Вика смеется и вдруг вспоминает, что у мадам нет детей. Мама права: ее дочь бестактная и пустоглазая. Мадонна без профиля.
Она поднимается, благодарит:
— Все было очень вкусно. Спасибо.
Закрывает за собой дверь и понимает, что вела себя отвратительно. «Все было очень вкусно». Надо же быть такой идиоткой: поднялась и ушла, а мадам сейчас моет посуду.
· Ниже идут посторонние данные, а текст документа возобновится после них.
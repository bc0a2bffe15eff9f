//! WebSocket [`Connector`] over tokio-tungstenite.

use async_trait::async_trait;
use tracing::debug;

use crate::client::reconnect::Connector;
use crate::error::StreamError;
use crate::transport::{WireSink, WireStream, split_tungstenite};

/// Connects to a `ws://host:port/stream` URL.
#[derive(Debug, Clone)]
pub struct WsConnector {
    url: String,
}

impl WsConnector {
    pub fn new(url: impl Into<String>) -> Self {
        Self { url: url.into() }
    }

    pub fn url(&self) -> &str {
        &self.url
    }
}

#[async_trait]
impl Connector for WsConnector {
    async fn connect(&self) -> Result<(WireSink, WireStream), StreamError> {
        let (ws, response) = tokio_tungstenite::connect_async(self.url.as_str()).await?;
        debug!(url = %self.url, status = %response.status(), "websocket handshake complete");
        Ok(split_tungstenite(ws))
    }
}
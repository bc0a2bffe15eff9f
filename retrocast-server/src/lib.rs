//! # retrocast-server
//!
//! Runs a frame source at a fixed rate, encodes what it draws and fans
//! screen and sound out to every connected viewer over WebSocket.
//!
//! ## Endpoints
//!
//! - `GET /stream`: WebSocket upgrade; one streaming session per socket.
//! - `GET /status`: JSON `{fps, bitrate, uptime, activeConnections, codec}`.

pub mod app;
pub mod config;
pub mod emulator;
pub mod host;
pub mod producer;
pub mod routes;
В комнате она с размаха кидается на тахту, переворачивается на спину и продолжает казнить себя. Никогда из нее ничего не получится. Мама права: люди, из которых что-то получается, уже в детстве находят свой профиль. Рисуют, сочиняют стихи, ведут наблюдения над животными. Толик в детстве ходил в планерный кружок, сейчас он в авиационном институте. Даже у томной, нигде не работающей мадам есть профиль. В детстве у нее была нянька, знающая испанский язык. И теперь мадам переводит стихи на испанский. Папа утверждает, что она в основном переводит бумагу, но он просто плохо переносит мадам. Он сопит и водит под пиджаком лопатками, когда мадам заявляется к ним в квартиру.
— Ничего нового, — говорит мадам, — писатели написать не могут. Гениальный Лопе де Вега сказал всё. Вы любите творчество Лопе де Вега?
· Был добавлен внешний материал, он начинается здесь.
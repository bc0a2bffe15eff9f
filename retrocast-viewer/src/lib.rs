//! # retrocast-viewer
//!
//! Headless viewer for a retrocast server. Connects over WebSocket,
//! reconnects with backoff, decodes the screen stream, forwards key
//! events typed on stdin and logs connection stats.

pub mod config;
pub mod decoder;
pub mod display;
pub mod input;
//! Configuration for the streaming server.

use std::path::{Path, PathBuf};

use serde::{Deserialize, Serialize};

use retrocast_core::codec::VideoConfig;
use retrocast_core::session::StreamSettings;
use retrocast_core::source::{Geometry, PixelFormat};

/// Top-level configuration loaded from a TOML file.
#[derive(Debug, Clone, Default, Serialize, Deserialize)]
#[serde(default)]
pub struct ServerConfig {
    /// Network settings.
    pub network: NetworkConfig,
    /// Frame source settings.
    pub emulator: EmulatorConfig,
    /// Screen encoder tuning.
    pub encoder: EncoderConfig,
    /// Broadcast hub sizing.
    pub hub: HubConfig,
    /// Per-viewer session behavior.
    pub session: SessionConfig,
    /// Logging settings.
    pub logging: LoggingConfig,
}

/// Network configuration.
#[derive(Debug, Clone, Serialize, Deserialize)]
#[serde(default)]
pub struct NetworkConfig {
    /// Address the HTTP/WebSocket listener binds to.
    pub bind: String,
}

/// Frame source configuration.
#[derive(Debug, Clone, Serialize, Deserialize)]
#[serde(default)]
pub struct EmulatorConfig {
    /// Cartridge image; empty runs the built-in test pattern unseeded.
    pub cartridge: PathBuf,
    /// Frames per second the producer ticks at.
    pub fps: u32,
    pub width: u32,
    pub height: u32,
    /// Audio sample rate in Hz (stereo).
    pub sample_rate: u32,
}

/// Screen encoder configuration.
#[derive(Debug, Clone, Serialize, Deserialize)]
#[serde(default)]
pub struct EncoderConfig {
    /// Force a key frame at least every N frames.
    pub key_frame_interval: u32,
    /// Initial zstd level (1-9); adapted at runtime.
    pub compression_level: i32,
    /// Target screen bitrate in kilobits per second.
    pub target_kbps: u64,
}

/// Broadcast hub configuration.
#[derive(Debug, Clone, Serialize, Deserialize)]
#[serde(default)]
pub struct HubConfig {
    /// Ingress ring size of each hub.
    pub ingress_capacity: usize,
    /// Per-viewer screen queue; 1 means latest frame wins.
    pub screen_queue: usize,
    /// Per-viewer sound queue.
    pub sound_queue: usize,
}

/// Session configuration.
#[derive(Debug, Clone, Serialize, Deserialize)]
#[serde(default)]
pub struct SessionConfig {
    /// Drop screen frames for viewers that ran out of credit.
    pub flow_control: bool,
    pub initial_credits: u32,
    pub max_credits: u32,
}

/// Logging settings.
#[derive(Debug, Clone, Serialize, Deserialize)]
#[serde(default)]
pub struct LoggingConfig {
    /// Log level: "trace", "debug", "info", "warn", "error".
    pub level: String,
}

// ── Defaults ─────────────────────────────────────────────────────

impl Default for NetworkConfig {
    fn default() -> Self {
        Self {
            bind: "0.0.0.0:8080".into(),
        }
    }
}

impl Default for EmulatorConfig {
    fn default() -> Self {
        Self {
            cartridge: PathBuf::new(),
            fps: 60,
            width: 240,
            height: 160,
            sample_rate: 32_768,
        }
    }
}

impl Default for EncoderConfig {
    fn default() -> Self {
        Self {
            key_frame_interval: 120,
            compression_level: 3,
            target_kbps: 2_000,
        }
    }
}

impl Default for HubConfig {
    fn default() -> Self {
        Self {
            ingress_capacity: 4,
            screen_queue: 1,
            sound_queue: 8,
        }
    }
}

impl Default for SessionConfig {
    fn default() -> Self {
        Self {
            flow_control: true,
            initial_credits: 4,
            max_credits: 8,
        }
    }
}

impl Default for LoggingConfig {
    fn default() -> Self {
        Self {
            level: "info".into(),
        }
    }
}

// ── Loading ──────────────────────────────────────────────────────

impl ServerConfig {
    /// Load configuration from a TOML file, falling back to defaults.
    pub fn load(path: &Path) -> Self {
        match std::fs::read_to_string(path) {
            Ok(contents) => toml::from_str(&contents).unwrap_or_else(|e| {
                tracing::warn!("invalid config {}: {e}; using defaults", path.display());
                Self::default()
            }),
            Err(_) => {
                tracing::info!("no config at {}; using defaults", path.display());
                Self::default()
            }
        }
    }

    /// Framebuffer shape, with the size clamped to something sane.
    pub fn geometry(&self) -> Geometry {
        Geometry::new(
            self.emulator.width.clamp(8, 1024),
            self.emulator.height.clamp(8, 1024),
            PixelFormat::Rgb565,
        )
    }

    pub fn fps(&self) -> u32 {
        self.emulator.fps.clamp(1, 120)
    }

    pub fn video_config(&self) -> VideoConfig {
        VideoConfig {
            geometry: self.geometry(),
            fps: self.fps(),
            bitrate: self.encoder.target_kbps.max(1) * 1000,
            key_frame_interval: self.encoder.key_frame_interval.max(1),
        }
    }

    pub fn stream_settings(&self) -> StreamSettings {
        StreamSettings {
            screen_queue: self.hub.screen_queue.max(1),
            sound_queue: self.hub.sound_queue.max(1),
            flow_control: self.session.flow_control,
            initial_credits: self.session.initial_credits,
            max_credits: self.session.max_credits.max(1),
        }
    }
}

// ── Tests ────────────────────────────────────────────────────────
Папа дергает головой, как будто ему стал тесным воротник, и незаметно подмигивает Вике:
— О да! Особенно эту его знаменитую комедию «Овечий… хвост».
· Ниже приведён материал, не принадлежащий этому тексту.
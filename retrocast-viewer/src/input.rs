//! Line-based key input.
//!
//! Each line is `<key> <down|repeat|up>`, e.g. `start down` or `A up`.
//! Blank lines and lines starting with `#` are ignored.

use retrocast_core::client::{InputEvent, KeyEventKind};
use retrocast_core::error::StreamError;
use retrocast_core::protocol::Key;

pub fn parse_line(line: &str) -> Result<Option<InputEvent>, StreamError> {
    let line = line.trim();
    if line.is_empty() || line.starts_with('#') {
        return Ok(None);
    }

    let mut parts = line.split_whitespace();
    let (Some(key), Some(kind), None) = (parts.next(), parts.next(), parts.next()) else {
        return Err(StreamError::MalformedMessage(format!(
            "expected `<key> <down|repeat|up>`, got {line:?}"
        )));
    };

    let key: Key = key.parse()?;
    let kind = match kind.to_ascii_lowercase().as_str() {
        "down" => KeyEventKind::Down,
        "repeat" => KeyEventKind::Repeat,
        "up" => KeyEventKind::Up,
        other => {
            return Err(StreamError::MalformedMessage(format!(
                "unknown key event {other:?}"
            )));
        }
    };
    Ok(Some(InputEvent::new(key, kind)))
}

#[cfg(test)]
mod tests {
    use super::*;

    #[test]
    fn parses_events() {
        assert_eq!(
            parse_line("start down").unwrap(),
            Some(InputEvent::new(Key::Start, KeyEventKind::Down))
        );
        assert_eq!(
            parse_line("  a REPEAT ").unwrap(),
            Some(InputEvent::new(Key::A, KeyEventKind::Repeat))
        );
    }

    #[test]
    fn skips_blank_and_comments() {
        assert_eq!(parse_line("").unwrap(), None);
        assert_eq!(parse_line("# hold left").unwrap(), None);
    }

    #[test]
    fn rejects_bad_lines() {
        assert!(parse_line("start").is_err());
        assert!(parse_line("start down now").is_err());
        assert!(parse_line("turbo down").is_err());
        assert!(parse_line("A sideways").is_err());
    }
}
Мадам собирает губы в узелок, опускает глаза и тихонько, как подсказывают двоечникам, шепчет:
— «…источник».
После ее ухода папа делает гимнастику:
— Нормальные соседи приходят по конкретному поводу — за солью или за спичками. Вика, запомни — к соседям надо ходить за солью или за спичками, ну, и еще в крайнем случае за пятеркой до зарплаты. Если ты будешь ходить к ним с литературными лекциями — ты не моя дочь.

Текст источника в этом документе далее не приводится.